Take the records below and retype them line by line, from the first line through the one containing "use crate::app::services::resolver::Resolution;"; stop there.

╔══

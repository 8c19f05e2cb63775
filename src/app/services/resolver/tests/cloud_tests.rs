//! Tests for visibility and cloud descriptors, including layer routing

use super::*;
use crate::app::models::report::{Field, Section};
use crate::app::services::resolver::Resolution;
use crate::app::services::resolver::clouds::{CloudTier, CloudTypeReading, read_cloud_type};
use proptest::prelude::*;

#[test]
fn test_visibility_encoded() {
    let resolved = resolve(&[measured(descriptors::HORIZONTAL_VISIBILITY, 4000.0)]);
    assert_eq!(resolved.report.surface.vv.code(), Some("40"));
}

#[test]
fn test_total_cloud_cover_encoded() {
    let resolved = resolve(&[measured(descriptors::CLOUD_COVER, 113.0)]);
    assert_eq!(resolved.report.surface.n.code(), Some("9"));
}

#[test]
fn test_surface_cloud_group() {
    let resolved = resolve(&[
        phenomenon(descriptors::CLOUD_AMOUNT, 3),
        phenomenon(descriptors::CLOUD_TYPE, 35),
        phenomenon(descriptors::CLOUD_TYPE, 22),
        phenomenon(descriptors::CLOUD_TYPE, 60),
        measured(descriptors::CLOUD_BASE_HEIGHT, 450.0),
    ]);
    let surface = &resolved.report.surface;

    assert_eq!(surface.nh.code(), Some("3"));
    assert_eq!(surface.cl.code(), Some("5"));
    assert_eq!(surface.cm.code(), Some("2"));
    assert!(surface.ch.is_indeterminate());
    assert_eq!(surface.h.code(), Some("4"));
    assert!(!resolved.report.sections.contains(Section::CloudLayers));
}

#[test]
fn test_sky_not_visible_overrides_amount() {
    let mut resolver = resolver();
    resolver.resolve(&phenomenon(descriptors::CLOUD_AMOUNT, 5));

    assert_eq!(
        resolver.resolve(&phenomenon(descriptors::CLOUD_TYPE, 59)),
        Resolution::Applied
    );
    assert!(resolver.report().surface.nh.is_indeterminate());
}

#[test]
fn test_repeated_sky_not_visible_conflicts() {
    let mut resolver = resolver();

    assert_eq!(
        resolver.resolve(&phenomenon(descriptors::CLOUD_TYPE, 59)),
        Resolution::Applied
    );
    assert_eq!(
        resolver.resolve(&phenomenon(descriptors::CLOUD_TYPE, 59)),
        Resolution::SlotConflict
    );
    assert!(resolver.report().surface.nh.is_indeterminate());
    assert_eq!(resolver.stats().slot_conflicts, 1);
}

#[test]
fn test_sky_not_visible_after_indeterminate_amount_conflicts() {
    let mut resolver = resolver();
    resolver.resolve(&phenomenon(descriptors::CLOUD_AMOUNT, 15));

    assert_eq!(
        resolver.resolve(&phenomenon(descriptors::CLOUD_TYPE, 59)),
        Resolution::SlotConflict
    );
}

#[test]
fn test_cloud_amount_code_table() {
    let resolved = resolve(&[phenomenon(descriptors::CLOUD_AMOUNT, 10)]);
    assert_eq!(resolved.report.surface.nh.code(), Some("9"));

    let resolved = resolve(&[phenomenon(descriptors::CLOUD_AMOUNT, 15)]);
    assert!(resolved.report.surface.nh.is_indeterminate());

    let mut resolver = resolver();
    assert_eq!(
        resolver.resolve(&phenomenon(descriptors::CLOUD_AMOUNT, 12)),
        Resolution::OutOfRange
    );
}

#[test]
fn test_cloud_type_reading() {
    assert_eq!(
        read_cloud_type(17),
        Some(CloudTypeReading::Genus(
            CloudTier::High,
            crate::app::models::report::Code::digits(7, 1)
        ))
    );
    assert_eq!(
        read_cloud_type(61),
        Some(CloudTypeReading::TierNotVisible(CloudTier::Middle))
    );
    assert_eq!(read_cloud_type(59), Some(CloudTypeReading::SkyNotVisible));
    assert_eq!(read_cloud_type(5), None);
    assert_eq!(read_cloud_type(45), None);
}

#[test]
fn test_layered_records_fill_layer_groups() {
    let resolved = resolve(&[
        phenomenon(descriptors::CLOUD_AMOUNT, 2).with_layer(1),
        phenomenon(descriptors::CLOUD_TYPE, 38).with_layer(1),
        measured(descriptors::CLOUD_BASE_HEIGHT, 1200.0).with_layer(1),
        phenomenon(descriptors::CLOUD_AMOUNT, 6).with_layer(2),
        measured(descriptors::CLOUD_BASE_HEIGHT, 3000.0).with_layer(2),
    ]);
    let report = &resolved.report;

    let first = report.cloud_layer(1).unwrap();
    assert_eq!(first.ns.code(), Some("2"));
    assert_eq!(first.genus.code(), Some("8"));
    assert_eq!(first.height.code(), Some("40"));

    let second = report.cloud_layer(2).unwrap();
    assert_eq!(second.ns.code(), Some("6"));
    assert_eq!(second.height.code(), Some("60"));

    // Layer records never touch section 1
    assert!(!report.surface.nh.is_set());
    assert!(!report.surface.h.is_set());
    assert!(report.sections.contains(Section::CloudLayers));
    assert!(!report.sections.contains(Section::Surface));
}

#[test]
fn test_layer_beyond_capacity_dropped() {
    let mut resolver = resolver();

    assert_eq!(
        resolver.resolve(&phenomenon(descriptors::CLOUD_AMOUNT, 4).with_layer(5)),
        Resolution::OutOfRange
    );
    assert!(resolver.report().is_empty());
}

#[test]
fn test_missing_layer_genus_is_indeterminate() {
    let mut resolver = resolver();
    let record = missing(descriptors::CLOUD_TYPE).with_layer(3);

    assert_eq!(resolver.resolve(&record), Resolution::Missing);
    let layer = resolver.report().cloud_layer(3).unwrap();
    assert_eq!(layer.genus, Field::Indeterminate);
    assert!(resolver.report().sections.contains(Section::CloudLayers));
}

#[test]
fn test_layer_genus_not_visible_is_indeterminate() {
    let resolved = resolve(&[phenomenon(descriptors::CLOUD_TYPE, 59).with_layer(1)]);
    assert!(resolved.report.cloud_layer(1).unwrap().genus.is_indeterminate());
}

#[test]
fn test_surface_missing_cloud_type_leaves_fields_unset() {
    let mut resolver = resolver();

    assert_eq!(
        resolver.resolve(&missing(descriptors::CLOUD_TYPE)),
        Resolution::Missing
    );
    assert!(resolver.report().is_empty());
}

proptest! {
    #[test]
    fn prop_layer_records_touch_only_their_layer(
        layer in 1u32..=4,
        (y, record) in prop_oneof![
            (0i64..=8).prop_map(|amount| (
                descriptors::CLOUD_AMOUNT,
                phenomenon(descriptors::CLOUD_AMOUNT, amount),
            )),
            (0i64..=39).prop_map(|genus| (
                descriptors::CLOUD_TYPE,
                phenomenon(descriptors::CLOUD_TYPE, genus),
            )),
            (0.0f64..20_000.0).prop_map(|metres| (
                descriptors::CLOUD_BASE_HEIGHT,
                measured(descriptors::CLOUD_BASE_HEIGHT, metres),
            )),
        ],
    ) {
        let resolved = resolve(&[record.with_layer(layer)]);
        let report = &resolved.report;

        for (position, group) in report.cloud_layers.iter().enumerate() {
            let own_layer = position + 1 == layer as usize;
            prop_assert_eq!(group.ns.is_set(), own_layer && y == descriptors::CLOUD_AMOUNT);
            prop_assert_eq!(group.genus.is_set(), own_layer && y == descriptors::CLOUD_TYPE);
            prop_assert_eq!(
                group.height.is_set(),
                own_layer && y == descriptors::CLOUD_BASE_HEIGHT
            );
        }
        prop_assert!(!report.surface.nh.is_set());
        prop_assert!(!report.surface.cl.is_set());
        prop_assert!(!report.surface.h.is_set());
    }
}
//! Cross-field consistency passes
//!
//! The passes are evaluated after every record and are idempotent: running
//! them again on an unchanged report changes nothing.

use super::SubsetState;
use crate::app::models::report::{CloudBase, Field, Section, StationOperation, SynopReport};
use crate::config::ResolverConfig;
use crate::constants::{OKTA_CLEAR_SKY, past_weather, present_weather};
use tracing::trace;

/// Run the passes enabled by `config`
pub fn apply(report: &mut SynopReport, state: &SubsetState, config: &ResolverConfig) {
    if config.infer_clear_sky_height && infer_clear_sky_height(report) {
        trace!("Cloud base set from clear sky");
    }
    if config.suppress_insignificant_weather {
        if suppress_insignificant_weather(report) {
            trace!("Insignificant weather suppressed");
        }
        if omit_unreported_weather(report, state) {
            trace!("Weather group omitted, none reported");
        }
    }
}

/// Mark h as implied by a cloudless sky when it is unset and N is 0
///
/// Returns `true` if the report changed.
pub fn infer_clear_sky_height(report: &mut SynopReport) -> bool {
    let surface = &mut report.surface;
    if surface.h.is_set() || surface.n.code() != Some(OKTA_CLEAR_SKY) {
        return false;
    }
    surface.h = CloudBase::ClearSky;
    true
}

/// Omit ww, W1 and W2 when none of them is significant
///
/// ww below 04 and W below 3 describe no significant weather; the report form
/// omits the whole group instead of coding it, and ix is demoted to its
/// "omitted, no significant phenomena" value. Returns `true` if the report changed.
pub fn suppress_insignificant_weather(report: &mut SynopReport) -> bool {
    let surface = &mut report.surface;

    let insignificant = below(&surface.ww, present_weather::SIGNIFICANT_THRESHOLD)
        && below(&surface.w1, past_weather::SIGNIFICANT_THRESHOLD)
        && below(&surface.w2, past_weather::SIGNIFICANT_THRESHOLD);
    if !insignificant {
        return false;
    }

    let mut changed = surface.ww.is_set() || surface.w1.is_set() || surface.w2.is_set();
    surface.ww.clear();
    surface.w1.clear();
    surface.w2.clear();

    if let Some(operation) = surface.ix {
        let demoted = operation.demoted();
        changed |= demoted != operation;
        surface.ix = Some(demoted);
    }
    changed
}

/// Set ix to "omitted, no significant phenomena" when the message flagged all
/// of ww, W1 and W2 and nothing else decided ix
///
/// A later significant weather code replaces the omitted ix. Returns `true` if
/// the report changed.
pub fn omit_unreported_weather(report: &mut SynopReport, state: &SubsetState) -> bool {
    let surface = &mut report.surface;
    if !state.no_significant_weather()
        || surface.ix.is_some()
        || surface.ww.is_set()
        || surface.w1.is_set()
        || surface.w2.is_set()
    {
        return false;
    }
    surface.ix = Some(StationOperation::ManualOmittedNoPhenomena);
    report.mark(Section::Surface);
    true
}

/// Unset, or a code below the significance threshold
///
/// Codes of equal width compare correctly as text.
fn below(field: &Field, threshold: &str) -> bool {
    match field {
        Field::Unset => true,
        Field::Coded(code) => code.as_str() < threshold,
        Field::Indeterminate => false,
    }
}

╚══

ANSWER SECTION -
repository 8c19f05e2cb63775
filename src/app/services/resolver/tests/cloud_tests.rs
//! Tests for visibility and cloud descriptors, including layer routing

use super::*;
use crate::app::models::report::{Field, Section};
use crate::app::services::resolver::Resolution;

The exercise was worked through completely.